Frontline

 

Data Mining in the Information Age
by Jon Bashor

The information age is generating virtual mountains of useful data, including huge libraries of electronic information stored in computers around the world. The problem now is how to get at it.

While no one doubts that it is a valuable resource, the sheer volume of stored data has made finding and retrieving small files of valuable information - a process known as "datamining" - increasingly difficult. At a July workshop organized by Berkeley Lab computer scientists, experts from various fields met to discuss standards and practices to improve what they call "metadata," the information system which helps users make sense of libraries of stored data.

"Metadata facilitates access, use and sharing of stored data across cyberspace and time by systematically describing the content, structure and semantics of data residing in databases or files," says Berkeley Lab's Frank Olken, program committee chairman.

The main sponsor of the three-day workshop was the U.S. Environmental Protection Agency, which has amassed volumes of environmental data. To make and defend policies today, the EPA needs to access data from many sources, ensure its validity, and integrate many perspectives, such as air quality, land use, water quality and chemical toxicity. The agency plans to open access of its databases to the public via the World Wide Web. This will make environmental information available to decision-makers in government and private enterprise, and address the general public's right to know about conditions in their communities.

The workshop was held under the auspices of the International Organization for Standardization's (ISO) Joint Technical Committee on Information Standards. The goal of the workshop, said Bruce Bargmeyer, manager of EPA's Information and Data Management Program, was to bring together metadata experts from a variety of fields and try to find common ways to share data.

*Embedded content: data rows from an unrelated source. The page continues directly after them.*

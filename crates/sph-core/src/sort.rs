//! Spatial hash sorter.
//!
//! Sorts the spatial hash table by bucket key with a bitonic network and
//! builds the bucket offset table. Simulation-agnostic: it only ever sees
//! [`SpatialEntry`] rows.
//!
//! 1. Copy the entries into a power-of-two scratch buffer, padding with
//!    [`SpatialEntry::PADDING`].
//! 2. One dispatch per `(k, j)` stage of the network, ping-ponging between
//!    two scratch buffers. Every lane computes its own output slot from the
//!    previous stage, so no lane ever writes another lane's slot.
//! 3. Copy the first N rows back.
//! 4. One dispatch over buckets: bucket `h` binary-searches the sorted key
//!    column for its first row, or gets the sentinel N when it is empty.

use std::mem;

use crate::device::{Device, DeviceBuffer, DeviceError, Idle};
use crate::grid::SpatialEntry;

pub struct SpatialHashSorter {
    front: DeviceBuffer<SpatialEntry>,
    back: DeviceBuffer<SpatialEntry>,
    capacity: usize,
}

/// Length of the padded bitonic scratch for `n` entries.
#[inline]
pub fn padded_len(n: usize) -> usize {
    if n == 0 {
        0
    } else {
        n.next_power_of_two()
    }
}

impl SpatialHashSorter {
    pub fn new(device: &mut Device, capacity: usize) -> Self {
        let padded = padded_len(capacity);
        Self {
            front: device.create_buffer("sort scratch a", padded),
            back: device.create_buffer("sort scratch b", padded),
            capacity,
        }
    }

    pub fn capacity(&self) -> usize {
        self.capacity
    }

    /// Sort `entries` in place by key and fill `offsets` (one slot per bucket).
    ///
    /// Entries with equal keys stay ordered by particle index.
    pub fn sort_and_compute_offsets(
        &mut self,
        device: &mut Device,
        entries: &mut DeviceBuffer<SpatialEntry>,
        offsets: &mut DeviceBuffer<u32>,
    ) -> Result<(), DeviceError> {
        let n = entries.len();
        if n != self.capacity {
            return Err(DeviceError::SizeMismatch {
                label: entries.label(),
                expected: self.capacity,
                actual: n,
            });
        }
        if n == 0 {
            return Ok(());
        }
        let padded = self.front.len();

        {
            let src = entries.as_slice();
            device.dispatch("sort: load", padded, &mut self.front, |i, out| {
                *out = src.get(i).copied().unwrap_or(SpatialEntry::PADDING);
            })?;
        }

        let mut k = 2;
        while k <= padded {
            let mut j = k / 2;
            while j > 0 {
                let src = self.front.as_slice();
                device.dispatch("sort: bitonic stage", padded, &mut self.back, |i, out| {
                    let partner = i ^ j;
                    let a = src[i];
                    let b = src[partner];
                    let ascending = i & k == 0;
                    let keep_min = (i < partner) == ascending;
                    let a_first = a.sort_key() <= b.sort_key();
                    *out = if keep_min == a_first { a } else { b };
                })?;
                mem::swap(&mut self.front, &mut self.back);
                j /= 2;
            }
            k *= 2;
        }

        {
            let sorted = self.front.as_slice();
            device.dispatch("sort: store", n, entries, |i, out| *out = sorted[i])?;
        }

        compute_offsets(device, entries.as_slice(), offsets)
    }

    pub fn release(self, idle: &mut Idle<'_>) {
        idle.release(self.front);
        idle.release(self.back);
    }
}

/// Fill `offsets[h]` with the index of the first entry whose key is `h`,
/// or `entries.len()` when no entry has that key. `entries` must be sorted.
pub fn compute_offsets(
    device: &mut Device,
    entries: &[SpatialEntry],
    offsets: &mut DeviceBuffer<u32>,
) -> Result<(), DeviceError> {
    let n = entries.len();
    let buckets = offsets.len();
    device.dispatch("sort: offsets", buckets, offsets, |h, out| {
        let key = h as u32;
        let start = entries.partition_point(|e| e.key < key);
        *out = if start < n && entries[start].key == key {
            start as u32
        } else {
            n as u32
        };
    })
}

/// Sort arbitrary bucket keys: returns the permutation of `0..keys.len()`
/// ordered by key, and the offset of each of `bucket_count` buckets into it.
/// Keys are reduced modulo `bucket_count`.
pub fn sort_and_compute_offsets(
    device: &mut Device,
    keys: &[u32],
    bucket_count: usize,
) -> Result<(Vec<u32>, Vec<u32>), DeviceError> {
    let n = keys.len();
    let table_size = bucket_count.max(1) as u32;
    let rows: Vec<SpatialEntry> = keys
        .iter()
        .enumerate()
        .map(|(i, &key)| SpatialEntry::new(i as u32, key, table_size))
        .collect();

    let mut sorter = SpatialHashSorter::new(device, n);
    let mut entries = device.create_buffer_init("sort keys", &rows);
    let mut offsets = device.create_buffer("sort offsets", table_size as usize);
    offsets.fill(n as u32);

    let result = sorter.sort_and_compute_offsets(device, &mut entries, &mut offsets);
    let permutation = entries.as_slice().iter().map(|e| e.index).collect();
    let table = offsets.as_slice().to_vec();

    let mut idle = device.drain();
    sorter.release(&mut idle);
    idle.release(entries);
    idle.release(offsets);

    result.map(|()| (permutation, table))
}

"There are not only mountains of data to be conquered, but those mountains come in different varieties," said John McCarthy, a Berkeley Lab computer scientist and chairman of the workshop. "Some data, like those transmitted by satellites, have very large numbers of observations for relatively few variables. Other data libraries, like those on the genetic makeup of humans and other organisms, have many, many related and complex variables." McCarthy was one of the first researchers to coin the term "metadata" based on work performed at Berkeley Lab 25 years ago.

The following recommendations were an outgrowth of the workshop: establishing a web site for exchanging information about metadata efforts; standardizing operations of metadata registries (the systems defining the structure and format of metadata collections); and creating standards for metadata, with those standards derived from International Organization of Standards (ISO) guidelines.